Sono fiero di scambiare due chiacchiere con il catanese Adriano Aiello. Aiello è un attore, un clown, un autore di testi teatrali. Fra i suoi maestri citiamo David Larible, definito dal New York Times “il clown più bravo al mondo”. Aiello è uno fra i sei artisti italiani selezionati dal CirqueDu Soleil e continua a fare parlare di sé grazie alla sua preziosa dote artistica.

Adriano, racconta quali sono i tuoi esordi e come hai capito che, soprattutto la comicità, è la forma d’espressione che più ti appartiene?

“Ho iniziato con una compagnia amatoriale, poi ho capito che la cosa mi piaceva sempre più ed ho iniziato a fare corsi in giro per il mondo. In merito alla comicità, beh da sempre… fin da piccolo, cercavo di far ridere gli altri forse perché inconsciamente sapevo che la risata accomuna, unisce. Si ride sempre in compagnia, si piange da soli”.

Ridere è importante, e questo è un dato di fatto, ma quanto è difficile riuscire a provocare una risata?

“È difficile far sgorgare una risata spontanea, ‘naturale’. Per quella artificiosa ci sono tante tecniche, per quella naturale ci vuole prima il cuore, cioè la volontà di far ridere per provocare benessere negli altri”.

Sei anche autore teatrale, quali ingredienti ti invogliano a scrivere?

“Per scrivere devi avere qualcosa da dire, hai bisogno di comunicare alla gente, altrimenti fai un mestiere diverso”.

A prescindere dai professionisti con i quali ti sei formato artisticamente, quale personaggio del passato consideri un maestro?

“Chaplin per me è il maestro per eccellenza. Nessuno è mai arrivato a sfiorarlo. Comicità e poesia insieme, è di una difficoltà immensa. Devi avere dentro un mondo infinito”.

Hai rappresentato anche ruoli drammatici, come ad esempio il mafioso o il deportato: quale fra queste interpretazioni è stata per te più impegnativa?

“Recentemente ho interpretato Prometeo in una versione tragicomica. Non è una questione di difficoltà ma di ‘esserci’ dentro. In fondo se vuoi far ridere devi conoscere il pianto, il dramma che è l’altra faccia della medaglia senza la quale non ci sarebbe comicità”.

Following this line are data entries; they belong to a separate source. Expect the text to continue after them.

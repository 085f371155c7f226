//! Human-readable amounts and quotes
//!
//! Rounds smallest-unit amounts to the configured display precision and
//! labels them with asset symbols, the way the swap form shows balances.

use swap_amm::{Asset, SwapPreview};
use swap_config::{AssetSettings, EngineConfig};
use swap_types::format_display;

pub struct Presenter<'a> {
    config: &'a EngineConfig,
}

impl<'a> Presenter<'a> {
    pub fn new(config: &'a EngineConfig) -> Self {
        Self { config }
    }

    fn settings(&self, asset: Asset) -> &AssetSettings {
        match asset {
            Asset::Base => &self.config.assets.base,
            Asset::Quote => &self.config.assets.quote,
        }
    }

    /// `1.235 ETH`
    pub fn amount(&self, asset: Asset, value: u128) -> String {
        let settings = self.settings(asset);
        format!(
            "{} {}",
            format_display(value, settings.decimals, self.config.client.display_decimals),
            settings.symbol
        )
    }

    /// `0.100 ETH -> 0.181 ImuLL (min 0.180 ImuLL, impact 9.09%)`
    pub fn preview(&self, preview: &SwapPreview) -> String {
        let input_asset = preview.direction.input_asset();
        let output_asset = preview.direction.output_asset();
        format!(
            "{} -> {} (min {}, impact {}%)",
            self.amount(input_asset, preview.input),
            self.amount(output_asset, preview.expected_output),
            self.amount(output_asset, preview.minimum_output),
            preview.price_impact_percent()
        )
    }
}

#[cfg(test)]
mod tests {
    use super::*;
    use swap_amm::{AmmPool, FeeRate, PoolView, Reserves, SwapDirection};

    #[test]
    fn test_amounts_use_display_precision() {
        let config = EngineConfig::default();
        let presenter = Presenter::new(&config);
        assert_eq!(
            presenter.amount(Asset::Base, 1_234_500_000_000_000_000),
            "1.235 ETH"
        );
        assert_eq!(presenter.amount(Asset::Quote, 0), "0.000 ImuLL");
    }

    #[test]
    fn test_preview_line() {
        let config = EngineConfig::default();
        let view = PoolView {
            reserves: Reserves::new(1_000_000_000_000_000_000, 2_000_000_000_000_000_000),
            total_shares: 1,
            fee: FeeRate::DEFAULT,
            sequence: 1,
        };
        let preview = view
            .preview_swap(SwapDirection::BaseToQuote, 100_000_000_000_000_000, 50)
            .unwrap();
        assert_eq!(
            Presenter::new(&config).preview(&preview),
            "0.100 ETH -> 0.181 ImuLL (min 0.180 ImuLL, impact 9.09%)"
        );
    }
}
//! Pool snapshots
//!
//! A snapshot carries reserves, shares and positions. Restoring one checks
//! the same invariants every commit keeps before any of it is installed.

use crate::error::{AmmError, Result};
use crate::liquidity::LiquidityBook;
use crate::reserves::{ReserveLedger, Reserves};
use serde::{Deserialize, Serialize};
use std::collections::BTreeMap;
use swap_types::Address;

/// Core trait for components that can be snapshotted and restored
pub trait Stateful {
    /// Error type for failed operations
    type Error: std::error::Error + Send + Sync + 'static;

    /// Create a snapshot of the current state
    fn snapshot(&self) -> std::result::Result<Vec<u8>, Self::Error>;

    /// Restore state from a snapshot; on error the current state is kept
    fn restore(&mut self, snapshot: &[u8]) -> std::result::Result<(), Self::Error>;
}

/// Persisted layout of a pool
#[derive(Debug, Clone, PartialEq, Eq, Default, Serialize, Deserialize)]
pub struct PoolState {
    /// Number of operations committed so far
    pub sequence: u64,
    pub reserve_base: u128,
    pub reserve_quote: u128,
    pub total_shares: u128,
    pub positions: BTreeMap<Address, u128>,
}

impl PoolState {
    pub fn encode(&self) -> Result<Vec<u8>> {
        Ok(bincode::serialize(self)?)
    }

    pub fn decode(bytes: &[u8]) -> Result<Self> {
        Ok(bincode::deserialize(bytes)?)
    }

    pub fn reserves(&self) -> Reserves {
        Reserves::new(self.reserve_base, self.reserve_quote)
    }

    /// Check the snapshot and rebuild the ledger and book it describes
    pub(crate) fn into_parts(
        self,
        rounding_tolerance: u128,
    ) -> Result<(ReserveLedger, LiquidityBook)> {
        let ledger = ReserveLedger::with_reserves(self.reserves(), rounding_tolerance)?;
        let book = LiquidityBook::from_positions(self.positions)?;
        if book.total_shares() != self.total_shares {
            return Err(AmmError::invariant(format!(
                "positions sum to {} but total shares is {}",
                book.total_shares(),
                self.total_shares
            )));
        }
        book.check_consistent(&ledger.reserves())?;
        Ok((ledger, book))
    }
}
//! Reserve Ledger
//!
//! Holds the pool's two reserves and replaces them only as a pair. Every
//! commit is checked against the constant-product rules for its kind before
//! anything changes, so a rejected commit leaves the previous reserves in
//! place.

use crate::asset::{Asset, SwapDirection};
use crate::error::{AmmError, Result};
use serde::{Deserialize, Serialize};
use swap_types::U256;
use tracing::{debug, error};

/// Both reserves in smallest units
#[derive(Debug, Clone, Copy, PartialEq, Eq, Default, Serialize, Deserialize)]
pub struct Reserves {
    pub base: u128,
    pub quote: u128,
}

impl Reserves {
    pub const EMPTY: Self = Self { base: 0, quote: 0 };

    pub fn new(base: u128, quote: u128) -> Self {
        Self { base, quote }
    }

    /// An empty pool has both reserves at zero
    pub fn is_empty(&self) -> bool {
        self.base == 0 && self.quote == 0
    }

    /// Both reserves are positive
    pub fn is_initialized(&self) -> bool {
        self.base > 0 && self.quote > 0
    }

    /// Constant-product `k = base * quote`
    pub fn product(&self) -> U256 {
        U256::from(self.base) * U256::from(self.quote)
    }

    pub fn get(&self, asset: Asset) -> u128 {
        match asset {
            Asset::Base => self.base,
            Asset::Quote => self.quote,
        }
    }

    /// `(reserve_in, reserve_out)` for a swap direction
    pub fn in_out(&self, direction: SwapDirection) -> (u128, u128) {
        (
            self.get(direction.input_asset()),
            self.get(direction.output_asset()),
        )
    }

    /// Reserves after `input` enters and `output` leaves
    pub fn after_swap(&self, direction: SwapDirection, input: u128, output: u128) -> Result<Self> {
        let (reserve_in, reserve_out) = self.in_out(direction);
        let new_in = reserve_in
            .checked_add(input)
            .ok_or_else(|| AmmError::overflow("input reserve"))?;
        let new_out = reserve_out
            .checked_sub(output)
            .ok_or_else(|| AmmError::invariant("swap output exceeds reserve"))?;
        Ok(match direction {
            SwapDirection::BaseToQuote => Self::new(new_in, new_out),
            SwapDirection::QuoteToBase => Self::new(new_out, new_in),
        })
    }
}

/// Which rule a reserve update has to satisfy
#[derive(Debug, Clone, Copy, PartialEq, Eq)]
pub enum CommitKind {
    /// k must not decrease beyond the rounding tolerance
    Swap,
    /// Both reserves may only grow
    Deposit,
    /// Both reserves may only shrink
    Withdrawal,
}

/// Owner of the pool reserves
#[derive(Debug, Clone, Default)]
pub struct ReserveLedger {
    reserves: Reserves,
    rounding_tolerance: u128,
}

impl ReserveLedger {
    /// Empty ledger; `rounding_tolerance` is the largest k decrease a swap may cause
    pub fn new(rounding_tolerance: u128) -> Self {
        Self {
            reserves: Reserves::EMPTY,
            rounding_tolerance,
        }
    }

    /// Ledger seeded with existing reserves (snapshot restore)
    pub fn with_reserves(reserves: Reserves, rounding_tolerance: u128) -> Result<Self> {
        check_pairing(&reserves)?;
        Ok(Self {
            reserves,
            rounding_tolerance,
        })
    }

    /// `(base, quote)`; no side effects
    pub fn current_reserves(&self) -> (u128, u128) {
        (self.reserves.base, self.reserves.quote)
    }

    pub fn reserves(&self) -> Reserves {
        self.reserves
    }

    pub fn is_initialized(&self) -> bool {
        self.reserves.is_initialized()
    }

    pub fn rounding_tolerance(&self) -> u128 {
        self.rounding_tolerance
    }

    /// Check a proposed update without applying it
    pub fn validate(&self, next: &Reserves, kind: CommitKind) -> Result<()> {
        check_pairing(next)?;
        let current = &self.reserves;

        match kind {
            CommitKind::Swap => {
                if !current.is_initialized() {
                    return Err(AmmError::invariant("swap commit on an uninitialized pool"));
                }
                let floor = current
                    .product()
                    .saturating_sub(U256::from(self.rounding_tolerance));
                if next.product() < floor {
                    return Err(AmmError::invariant(format!(
                        "constant product decreased from {} to {}",
                        current.product(),
                        next.product()
                    )));
                }
            }
            CommitKind::Deposit => {
                if next.base < current.base || next.quote < current.quote {
                    return Err(AmmError::invariant("deposit would shrink a reserve"));
                }
            }
            CommitKind::Withdrawal => {
                if next.base > current.base || next.quote > current.quote {
                    return Err(AmmError::invariant("withdrawal would grow a reserve"));
                }
            }
        }
        Ok(())
    }

    /// Replace both reserves in one step
    pub fn commit(&mut self, new_base: u128, new_quote: u128, kind: CommitKind) -> Result<Reserves> {
        let next = Reserves::new(new_base, new_quote);
        if let Err(err) = self.validate(&next, kind) {
            error!(
                ?kind,
                current = ?self.reserves,
                proposed = ?next,
                error = %err,
                "reserve commit rejected"
            );
            return Err(err);
        }
        debug!(?kind, from = ?self.reserves, to = ?next, "reserves committed");
        self.reserves = next;
        Ok(next)
    }

    /// Restore reserves captured before a commit whose fund movement failed
    pub(crate) fn rollback(&mut self, previous: Reserves) {
        debug!(from = ?self.reserves, to = ?previous, "reserves rolled back");
        self.reserves = previous;
    }
}

fn check_pairing(reserves: &Reserves) -> Result<()> {
    if reserves.is_empty() || reserves.is_initialized() {
        Ok(())
    } else {
        Err(AmmError::invariant(format!(
            "one-sided reserves {}/{}",
            reserves.base, reserves.quote
        )))
    }
}

#[cfg(test)]
mod tests {
    use super::*;

    fn seeded(base: u128, quote: u128) -> ReserveLedger {
        ReserveLedger::with_reserves(Reserves::new(base, quote), 0).unwrap()
    }

    #[test]
    fn test_swap_commit_requires_non_decreasing_product() {
        let mut ledger = seeded(1000, 2000);
        assert_eq!(
            ledger.commit(1100, 1819, CommitKind::Swap).unwrap(),
            Reserves::new(1100, 1819)
        );

        let err = ledger.commit(1100, 1800, CommitKind::Swap).unwrap_err();
        assert!(err.is_fatal());
        assert_eq!(ledger.current_reserves(), (1100, 1819));
    }

    #[test]
    fn test_rounding_tolerance_allows_small_decrease() {
        let mut ledger = ReserveLedger::with_reserves(Reserves::new(1000, 2000), 1000).unwrap();
        // k: 2_000_000 -> 1_999_998
        assert!(ledger.commit(1001, 1998, CommitKind::Swap).is_ok());
        // k: 1_999_998 -> 1_996_995
        assert!(ledger.commit(1001, 1995, CommitKind::Swap).is_err());
    }

    #[test]
    fn test_one_sided_reserves_rejected() {
        let mut ledger = ReserveLedger::new(0);
        assert!(ledger.commit(10, 0, CommitKind::Deposit).unwrap_err().is_fatal());
        assert!(ReserveLedger::with_reserves(Reserves::new(0, 5), 0).is_err());
    }

    #[test]
    fn test_swap_on_empty_pool_is_invariant_violation() {
        let ledger = ReserveLedger::new(0);
        assert!(ledger
            .validate(&Reserves::new(1, 1), CommitKind::Swap)
            .unwrap_err()
            .is_fatal());
    }

    #[test]
    fn test_deposit_and_withdrawal_directions() {
        let mut ledger = ReserveLedger::new(0);
        ledger.commit(1000, 2000, CommitKind::Deposit).unwrap();
        assert!(ledger.commit(900, 2100, CommitKind::Deposit).is_err());
        assert!(ledger.commit(1100, 2000, CommitKind::Withdrawal).is_err());
        ledger.commit(0, 0, CommitKind::Withdrawal).unwrap();
        assert!(!ledger.is_initialized());
    }

    #[test]
    fn test_after_swap_orders_reserves_by_direction() {
        let reserves = Reserves::new(1000, 2000);
        assert_eq!(
            reserves
                .after_swap(SwapDirection::BaseToQuote, 100, 181)
                .unwrap(),
            Reserves::new(1100, 1819)
        );
        assert_eq!(
            reserves
                .after_swap(SwapDirection::QuoteToBase, 200, 90)
                .unwrap(),
            Reserves::new(910, 2200)
        );
        assert!(reserves
            .after_swap(SwapDirection::BaseToQuote, u128::MAX, 1)
            .is_err());
    }
}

Durante i tuoi spettacoli di clowneria ti rivolgi a grandi e bambini, occorrono quindi due registri di interpretazione differenti?

“Quando mi viene rivolta questa domanda, dico sempre che realizzo spettacoli per bimbi da 4 a 90 anni perché quando lavori su un certo tipo di comicità, lavori su un tipo di umorismo universale che ingloba qualsiasi età, qualsiasi cultura. È la comicità dell’uomo in quanto tale, con tutta la sua innata assurdità e risibilità”.

A proposito di bambini, da anni ormai pratichi la “clown terapia” negli ospedali, quanto è importante far ridere i bambini durante il periodo di degenza?

“Questo è un tasto delicato. Ridere è importante per portare bimbi e famiglie ‘fuori da quei luoghi’ per qualche ora, così la qualità della vita in quella circostanza si alleggerisce un po’. Questo è quello che Patch Adams mi ha insegnato e che cerco di trasmettere ai più giovani. Quando vedo un bimbo ridere, per me è tutto il mondo che ride, è tutto il genere umano che ride, è la speranza di un mondo migliore, è l’idea che il bello vince. Quando capita ad un bambino in ospedale, magari attaccato alle apparecchiature mediche e senza capelli, beh tutto è amplificato perché la speranza del bene vince”.

Spesso durante i tuoi spettacoli interagisci col pubblico, pensi che il “teatro interattivo” potrebbe conoscere una maggiore diffusione?

“Nei miei spettacoli lavoro senza la famosa ‘quarta parete’ che divide il pubblico dall’attore. Per me il teatro è una festa dove attori e spettatori sono un’unica cosa che viene mossa dall’energia che si scatena tra loro. È un dono, e come dono io lo intendo come uno scambio continuo. Il pubblico ad un certo punto diventa attore ed io spettatore e questo è fantastico perché ci si dimentica in alcuni momenti dei rispettivi ruoli e si instaura una relazione autentica. Quando mi dicono ‘mi hai fatto ridere come un bimbo’, oppure ‘con te sono tornato bambino’, mi emoziono, anche perché penso di aver vinto la mia sfida”.